Only now, more than 50 years later, has it gathered much popular appeal. If it takes off, the benefits will be programs that can more easily take advantage of all the computer power modern systems provide, either across networks or just within a single desktop or smartphone. The programs will also, in theory, be easier to test or even conclusively prove as being bugfree.
The potential road block is the words “in theory”. Some ideas may take too long to take off, but others never make it from academic research to the real world for very good reason.
Functional programming represents a profoundly different way of programming than current practices, and one perhaps closer to the way mathematicians and theorists think than our software engineers do.
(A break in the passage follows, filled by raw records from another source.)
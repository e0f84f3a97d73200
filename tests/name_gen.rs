use sorteio::name_gen::{
    parse_response, request_body, spawn_generate, GeminiGenerator, NameGenerator, PendingImport,
};
use sorteio::settings::NameGenSettings;
use std::sync::Arc;
use std::time::Duration;

struct Canned(Vec<&'static str>);

impl NameGenerator for Canned {
    fn generate(&self, _topic: &str) -> anyhow::Result<Vec<String>> {
        Ok(self.0.iter().map(|s| s.to_string()).collect())
    }
}

struct Failing;

impl NameGenerator for Failing {
    fn generate(&self, _topic: &str) -> anyhow::Result<Vec<String>> {
        anyhow::bail!("service unavailable")
    }
}

#[test]
fn parses_generated_array() {
    let body = r#"{
        "candidates": [{
            "content": { "parts": [{ "text": "[\"Ana\", \"Bruno\", \"Carla\"]" }] }
        }]
    }"#;
    assert_eq!(parse_response(body).unwrap(), vec!["Ana", "Bruno", "Carla"]);
}

#[test]
fn joins_split_text_parts() {
    let body = r#"{
        "candidates": [{
            "content": { "parts": [{ "text": "[\"Ana\"," }, { "text": " \"Bia\"]" }] }
        }]
    }"#;
    assert_eq!(parse_response(body).unwrap(), vec!["Ana", "Bia"]);
}

#[test]
fn missing_text_yields_no_names() {
    assert!(parse_response(r#"{ "candidates": [] }"#).unwrap().is_empty());
    assert!(parse_response(r#"{}"#).unwrap().is_empty());
    assert!(parse_response(r#"{ "candidates": [{ "content": { "parts": [] } }] }"#)
        .unwrap()
        .is_empty());
}

#[test]
fn non_array_text_yields_no_names() {
    let body = r#"{ "candidates": [{ "content": { "parts": [{ "text": "{\"name\": \"Ana\"}" }] } }] }"#;
    assert!(parse_response(body).unwrap().is_empty());
}

#[test]
fn non_string_items_are_skipped() {
    let body = r#"{ "candidates": [{ "content": { "parts": [{ "text": "[\"Ana\", 3, null, \"Bia\"]" }] } }] }"#;
    assert_eq!(parse_response(body).unwrap(), vec!["Ana", "Bia"]);
}

#[test]
fn malformed_body_is_an_error() {
    assert!(parse_response("<html>bad gateway</html>").is_err());
    let body = r#"{ "candidates": [{ "content": { "parts": [{ "text": "Ana, Bia" }] } }] }"#;
    assert!(parse_response(body).is_err());
}

#[test]
fn request_asks_for_a_string_array() {
    let body = request_body("frutas", 10);
    let prompt = body["contents"][0]["parts"][0]["text"].as_str().unwrap();
    assert!(prompt.contains("10 frutas"));
    assert_eq!(body["generationConfig"]["responseMimeType"], "application/json");
    assert_eq!(body["generationConfig"]["responseSchema"]["type"], "ARRAY");
    assert_eq!(body["generationConfig"]["responseSchema"]["items"]["type"], "STRING");
}

#[test]
fn missing_api_key_fails_without_a_request() {
    let settings = NameGenSettings {
        api_key: None,
        api_key_env: "SORTEIO_TEST_NO_SUCH_KEY".into(),
        ..Default::default()
    };
    let generator = GeminiGenerator::new(&settings).unwrap();
    let err = generator.generate("nomes").unwrap_err();
    assert!(err.to_string().contains("API key"));
}

fn wait(pending: &PendingImport) -> anyhow::Result<Vec<String>> {
    for _ in 0..500 {
        if let Some(res) = pending.try_take() {
            return res;
        }
        std::thread::sleep(Duration::from_millis(5));
    }
    panic!("generation did not finish");
}

#[test]
fn background_generation_delivers_results() {
    let pending = spawn_generate(Arc::new(Canned(vec!["Ana", "Bia"])), "nomes".into());
    assert_eq!(wait(&pending).unwrap(), vec!["Ana", "Bia"]);

    let pending = spawn_generate(Arc::new(Failing), "nomes".into());
    let err = wait(&pending).unwrap_err();
    assert!(err.to_string().contains("service unavailable"));
}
If it is to become popular, it will require not only that its practitioners can apply their ideas to real world problems, but that a whole industry can wrap its head around profound changes in the way they work.
To give a vague idea of the difference between functional programming and the current norms of programming, think of a cooking recipe. When a coder builds software in conventional programming, he or she is usually writing a recipe for the computer: a set of instructions to be followed, one step at a time, in chronological order. Add some flour, mix in an egg . . .
Now think of an equation. A long equation, the kind you see scribbled on a blackboard behind someone in a movie who is being clumsily depicted as some kind of mathematical genius. Functional programming is more like composing one of those equations. A lot can go into it, and when you calculate an equation like that, you have a lot of choices in what chronological order you add things up. But hopefully, however you do it, you’ll end up with the same result.
It’s obvious with a recipe what you’re making, and how far along you are. It’s not obvious, however, that you’re really following the instructions correctly, because they may be vague or ambiguous. With an equation, there’s only one right answer but it’s not entirely clear how you build an equation for a delicious cake without being a parody of a movie genius.
This is how it’s been between academic computer scientists and real world programmers for some time. Academics want computers to be programmed with extremely long equations; real programmers want cake – or at least, their programs to do something in the real world, like run a spreadsheet or play a game. Recently, though, the split between the recipe-makers (who use a style called imperative programming) and the equation-crafters (who use functional programming) has begun to be bridged. Functional programming languages, such as Haskell and the Microsoft-supported F#, have started to be used in practical applications. More importantly, a generation of new programmers are graduating from university with a sense that the theoretical constructions they’ve been taught aren’t just for class. It’s a small nod, but just the fact one of the most successful entrepreneurial start-up incubators in the US, “Y-Combinator”, is named after an element of the underlying mathematics of functional programming, should be an indicator.
Functional programming is more than just esoteric; it’s becoming somewhat cool.
Whether fashion is enough to catapult functional programming out of the ivory towers and into the trenches of commercial programming is unclear. It’s still true that most coders think, at best, like engineers rather than mathematicians. Most of them don’t have time to think in pure logic, when they’re struggling with the million other small irritations that surround coding: from misspelled commands to flaky internet connections.
But the academics have been wrong in the short-term, and right in the long-term before. Perhaps, one day, programming computers will be more a question of getting the maths right once than throwing together the ingredients every time and hoping that, today, nothing gets burnt.